Ketika Presiden RI, Joko Widodo, menunjuk seorang Sekretaris Direktorat Jenderal Pencegahan dan Pengendalian Penyakit Kementerian Kesehatan, Achmad Yurianto, sebagai juru bicara untuk penanganan Covid-19, adalah langkah yang sangat tepat. Memang, sudah semestinya pemerintah memiliki juru bicara khusus yang memiliki otoritas untuk menyampaikan upaya-upaya pemerintah terkait dengan penanganan Covid-19. Dengan Juru bicara itu, maka pemerintah bisa leluasa menyampaikan rencana dan progres terkait dengan penanganan Covid-19. Tujuannya sederhana, agar masyarakat tidak panik.
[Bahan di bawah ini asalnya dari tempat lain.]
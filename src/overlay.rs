//! Overlay window lifecycle: visibility, focus and the toggle shortcut.
//!
//! The overlay itself draws nothing. It owns the visible/hidden state and
//! tells subscribers when that state changes, so any presentation layer
//! (a native window, a terminal UI, tests) can follow along.

use std::collections::HashMap;
use std::fmt;
use std::str::FromStr;
use std::sync::{Arc, Mutex, Weak};

use tokio::sync::mpsc;

use crate::error::{LauncherError, Result};

/// A lifecycle notification delivered to overlay subscribers.
#[derive(Debug, Clone, Copy, PartialEq, Eq)]
pub enum OverlayEvent {
    Shown,
    /// Sent right after `Shown`: the query input should take keyboard focus.
    Focus,
    Hidden,
}

type Registry = Mutex<HashMap<u64, mpsc::UnboundedSender<OverlayEvent>>>;

/// Fan-out of [`OverlayEvent`]s to registered subscribers.
///
/// Only the bus (and its clones) own the subscriber senders, so dropping
/// the last clone closes every subscription.
#[derive(Clone, Default)]
pub struct OverlayBus {
    subscribers: Arc<Registry>,
    next_id: Arc<std::sync::atomic::AtomicU64>,
}

impl OverlayBus {
    #[must_use]
    pub fn new() -> Self {
        Self::default()
    }

    /// Register a subscriber. It stays registered until the returned
    /// [`Subscription`] is dropped.
    #[must_use]
    pub fn subscribe(&self) -> Subscription {
        let id = self
            .next_id
            .fetch_add(1, std::sync::atomic::Ordering::Relaxed);
        let (tx, rx) = mpsc::unbounded_channel();
        if let Ok(mut subscribers) = self.subscribers.lock() {
            subscribers.insert(id, tx);
        }
        Subscription {
            id,
            rx,
            registry: Arc::downgrade(&self.subscribers),
        }
    }

    /// Number of live subscriptions.
    #[must_use]
    pub fn subscriber_count(&self) -> usize {
        self.subscribers.lock().map(|s| s.len()).unwrap_or(0)
    }

    fn emit(&self, event: OverlayEvent) {
        let Ok(subscribers) = self.subscribers.lock() else {
            tracing::warn!(?event, "overlay subscriber registry poisoned; event dropped");
            return;
        };
        for tx in subscribers.values() {
            let _ = tx.send(event);
        }
    }
}

/// A registered overlay listener. Dropping it unregisters.
pub struct Subscription {
    id: u64,
    rx: mpsc::UnboundedReceiver<OverlayEvent>,
    registry: Weak<Registry>,
}

impl Subscription {
    /// Wait for the next event. Returns `None` once the bus is gone.
    pub async fn recv(&mut self) -> Option<OverlayEvent> {
        self.rx.recv().await
    }

    /// Take the next event if one is already queued.
    pub fn try_recv(&mut self) -> Option<OverlayEvent> {
        self.rx.try_recv().ok()
    }
}

impl Drop for Subscription {
    fn drop(&mut self) {
        let Some(registry) = self.registry.upgrade() else {
            return;
        };
        if let Ok(mut subscribers) = registry.lock() {
            subscribers.remove(&self.id);
        }
    }
}

/// A key press as reported by the windowing layer.
#[derive(Debug, Clone, Default, PartialEq, Eq)]
pub struct KeyPress {
    /// Key name, e.g. `"k"`, `"Escape"`, `"Space"`.
    pub key: String,
    pub meta: bool,
    pub shift: bool,
    pub ctrl: bool,
    pub alt: bool,
}

impl KeyPress {
    #[must_use]
    pub fn new(key: impl Into<String>) -> Self {
        Self {
            key: key.into(),
            ..Self::default()
        }
    }

    #[must_use]
    pub fn is_escape(&self) -> bool {
        self.key.eq_ignore_ascii_case("escape") || self.key.eq_ignore_ascii_case("esc")
    }
}

/// A parsed key binding such as `cmd+shift+k`.
#[derive(Debug, Clone, PartialEq, Eq)]
pub struct Shortcut {
    key: String,
    meta: bool,
    shift: bool,
    ctrl: bool,
    alt: bool,
}

impl Shortcut {
    /// Parse a `+`-separated binding. The last segment is the key; the
    /// others are modifiers (`cmd`/`meta`/`super`, `shift`, `ctrl`, `alt`/`option`).
    ///
    /// # Errors
    ///
    /// Returns [`LauncherError::Config`] for an empty key, an unknown
    /// modifier, or a repeated modifier.
    pub fn parse(raw: &str) -> Result<Self> {
        let mut parts: Vec<&str> = raw.split('+').map(str::trim).collect();
        let key = parts.pop().unwrap_or_default();
        if key.is_empty() {
            return Err(LauncherError::Config(format!(
                "shortcut `{raw}` is missing a key"
            )));
        }

        let mut shortcut = Self {
            key: key.to_ascii_lowercase(),
            meta: false,
            shift: false,
            ctrl: false,
            alt: false,
        };
        for part in parts {
            let flag = match part.to_ascii_lowercase().as_str() {
                "cmd" | "command" | "meta" | "super" => &mut shortcut.meta,
                "shift" => &mut shortcut.shift,
                "ctrl" | "control" => &mut shortcut.ctrl,
                "alt" | "option" | "opt" => &mut shortcut.alt,
                other => {
                    return Err(LauncherError::Config(format!(
                        "shortcut `{raw}` has unknown modifier `{other}`"
                    )));
                }
            };
            if *flag {
                return Err(LauncherError::Config(format!(
                    "shortcut `{raw}` repeats modifier `{part}`"
                )));
            }
            *flag = true;
        }
        Ok(shortcut)
    }

    /// Whether `press` triggers this binding. Modifiers must match exactly.
    #[must_use]
    pub fn matches(&self, press: &KeyPress) -> bool {
        press.key.eq_ignore_ascii_case(&self.key)
            && press.meta == self.meta
            && press.shift == self.shift
            && press.ctrl == self.ctrl
            && press.alt == self.alt
    }
}

impl FromStr for Shortcut {
    type Err = LauncherError;

    fn from_str(s: &str) -> Result<Self> {
        Self::parse(s)
    }
}

impl fmt::Display for Shortcut {
    fn fmt(&self, f: &mut fmt::Formatter<'_>) -> fmt::Result {
        let modifiers = [
            (self.meta, "cmd"),
            (self.ctrl, "ctrl"),
            (self.alt, "alt"),
            (self.shift, "shift"),
        ];
        for (set, name) in modifiers {
            if set {
                write!(f, "{name}+")?;
            }
        }
        f.write_str(&self.key)
    }
}

/// Visibility state of the launcher overlay.
pub struct Overlay {
    visible: bool,
    shortcut: Shortcut,
    bus: OverlayBus,
}

impl Overlay {
    #[must_use]
    pub fn new(shortcut: Shortcut) -> Self {
        Self {
            visible: false,
            shortcut,
            bus: OverlayBus::new(),
        }
    }

    /// Build from the configured shortcut string.
    ///
    /// # Errors
    ///
    /// Returns an error if the shortcut does not parse.
    pub fn from_config(config: &crate::config::OverlayConfig) -> Result<Self> {
        Ok(Self::new(Shortcut::parse(&config.shortcut)?))
    }

    #[must_use]
    pub fn is_visible(&self) -> bool {
        self.visible
    }

    #[must_use]
    pub fn shortcut(&self) -> &Shortcut {
        &self.shortcut
    }

    /// The bus overlay events are published on.
    #[must_use]
    pub fn bus(&self) -> &OverlayBus {
        &self.bus
    }

    /// Shorthand for `self.bus().subscribe()`.
    #[must_use]
    pub fn subscribe(&self) -> Subscription {
        self.bus.subscribe()
    }

    /// Show if hidden, hide if shown.
    pub fn toggle(&mut self) {
        if self.visible {
            self.close();
        } else {
            self.open();
        }
    }

    /// Show the overlay and move focus into it. No-op if already visible.
    pub fn open(&mut self) {
        if self.visible {
            return;
        }
        self.visible = true;
        tracing::debug!("overlay shown");
        self.bus.emit(OverlayEvent::Shown);
        self.bus.emit(OverlayEvent::Focus);
    }

    /// Hide the overlay. No-op if already hidden.
    pub fn close(&mut self) {
        if !self.visible {
            return;
        }
        self.visible = false;
        tracing::debug!("overlay hidden");
        self.bus.emit(OverlayEvent::Hidden);
    }

    /// Feed a key press. Returns `true` if the overlay consumed it.
    ///
    /// The toggle shortcut works in both states; `Escape` only while visible.
    pub fn handle_key(&mut self, press: &KeyPress) -> bool {
        if self.shortcut.matches(press) {
            self.toggle();
            return true;
        }
        if self.visible && press.is_escape() {
            self.close();
            return true;
        }
        false
    }
}

#[cfg(test)]
mod tests {
    use super::*;

    fn press(key: &str, meta: bool, shift: bool) -> KeyPress {
        KeyPress {
            key: key.into(),
            meta,
            shift,
            ..KeyPress::default()
        }
    }

    fn drain(sub: &mut Subscription) -> Vec<OverlayEvent> {
        std::iter::from_fn(|| sub.try_recv()).collect()
    }

    #[test]
    fn parses_default_binding() {
        let shortcut = Shortcut::parse("cmd+shift+k").expect("parse");
        assert!(shortcut.matches(&press("k", true, true)));
        assert!(shortcut.matches(&press("K", true, true)));
        assert!(!shortcut.matches(&press("k", true, false)));
        assert!(!shortcut.matches(&press("j", true, true)));
        assert_eq!(shortcut.to_string(), "cmd+shift+k");
    }

    #[test]
    fn modifier_aliases_and_spacing() {
        let shortcut: Shortcut = "Control + Option + Space".parse().expect("parse");
        let key = KeyPress {
            key: "space".into(),
            ctrl: true,
            alt: true,
            ..KeyPress::default()
        };
        assert!(shortcut.matches(&key));
        assert_eq!(shortcut.to_string(), "ctrl+alt+space");
    }

    #[test]
    fn rejects_malformed_bindings() {
        assert!(Shortcut::parse("").is_err());
        assert!(Shortcut::parse("cmd+").is_err());
        assert!(Shortcut::parse("hyper+k").is_err());
        assert!(Shortcut::parse("cmd+cmd+k").is_err());
    }

    #[test]
    fn toggle_emits_shown_then_focus() {
        let mut overlay = Overlay::new(Shortcut::parse("cmd+shift+k").expect("parse"));
        let mut sub = overlay.subscribe();

        overlay.toggle();
        assert!(overlay.is_visible());
        assert_eq!(drain(&mut sub), vec![OverlayEvent::Shown, OverlayEvent::Focus]);

        overlay.toggle();
        assert!(!overlay.is_visible());
        assert_eq!(drain(&mut sub), vec![OverlayEvent::Hidden]);
    }

    #[test]
    fn open_and_close_are_idempotent() {
        let mut overlay = Overlay::new(Shortcut::parse("cmd+k").expect("parse"));
        let mut sub = overlay.subscribe();

        overlay.close();
        assert!(drain(&mut sub).is_empty());
        overlay.open();
        overlay.open();
        assert_eq!(drain(&mut sub), vec![OverlayEvent::Shown, OverlayEvent::Focus]);
    }

    #[test]
    fn escape_closes_only_when_visible() {
        let mut overlay = Overlay::new(Shortcut::parse("cmd+shift+k").expect("parse"));
        assert!(!overlay.handle_key(&KeyPress::new("Escape")));

        assert!(overlay.handle_key(&press("k", true, true)));
        assert!(overlay.is_visible());
        assert!(overlay.handle_key(&KeyPress::new("Escape")));
        assert!(!overlay.is_visible());
        assert!(!overlay.handle_key(&KeyPress::new("a")));
    }

    #[test]
    fn dropped_subscription_unregisters() {
        let mut overlay = Overlay::new(Shortcut::parse("cmd+shift+k").expect("parse"));
        let first = overlay.subscribe();
        let mut second = overlay.subscribe();
        assert_eq!(overlay.bus().subscriber_count(), 2);

        drop(first);
        assert_eq!(overlay.bus().subscriber_count(), 1);

        overlay.open();
        assert_eq!(drain(&mut second), vec![OverlayEvent::Shown, OverlayEvent::Focus]);
    }

    #[tokio::test]
    async fn subscription_receives_asynchronously() {
        let mut overlay = Overlay::new(Shortcut::parse("cmd+shift+k").expect("parse"));
        let mut sub = overlay.subscribe();
        let waiter = tokio::spawn(async move { sub.recv().await });
        overlay.open();
        assert_eq!(waiter.await.expect("join"), Some(OverlayEvent::Shown));
    }

    #[tokio::test]
    async fn recv_ends_once_overlay_is_dropped() {
        let mut overlay = Overlay::new(Shortcut::parse("cmd+shift+k").expect("parse"));
        let mut sub = overlay.subscribe();
        overlay.open();
        drop(overlay);

        let received = tokio::time::timeout(std::time::Duration::from_secs(2), async {
            let mut events = Vec::new();
            while let Some(event) = sub.recv().await {
                events.push(event);
            }
            events
        })
        .await
        .expect("subscription closes with the bus");
        assert_eq!(received, vec![OverlayEvent::Shown, OverlayEvent::Focus]);
        drop(sub);
    }

    #[test]
    fn bus_clone_keeps_subscriptions_open() {
        let bus = OverlayBus::new();
        let mut sub = bus.subscribe();
        let clone = bus.clone();
        drop(bus);

        clone.emit(OverlayEvent::Hidden);
        assert_eq!(sub.try_recv(), Some(OverlayEvent::Hidden));
        assert_eq!(clone.subscriber_count(), 1);
        drop(sub);
        assert_eq!(clone.subscriber_count(), 0);
    }
}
Juru bicara dengan kompetensinya diyakini mampu menjalankan tugasnya dalam menangani corona hanya satu pintu, terlebih sebagai rujukan bagi masyarakat, apalagi kini banyak sekali informasi terkait virus itu di media-media sosial. Dalam wikipedia, juru bicara atau bisa juga disingkat jubir adalah seseorang yang diberikan tanggung jawab untuk menerangkan kondisi atau situasi orang lain yang mengutusnya. Peranan jubir dalam lembaga negara sangat penting untuk mewakili lembaga yang dipegangnya dalam konferensi pers, ataupun dalam melakukan wawancara dengan wartawan dan media.
Dalam kbbi.web.id, jubir adalah orang yang kerjanya memberi keterangan resmi dan sebagainya kepada umum; pembicara yang mewakili suara kelompok atau lembaga; penyambung lidah. Tentu saja sebagai jubir, fungsinya adalah menyampaikan informasi tentang kebijakan-kebijakan dan kegiatan organisasinya kepada umum atau publik, baik masyarakat ataupun media massa, agar pihak yang bersangkutan mendapat pengetahuan, pengertian, dan pemahaman tentang organisasi tersebut dengan harapan memberi dukungan. Juru bicara adalah orang yang dipercayakan untuk mewakili manajemen dan organisasi. Apa yang dibicarakan oleh seorang jubir akan mempengaruhi persepsi umum tentang suatu organisasi.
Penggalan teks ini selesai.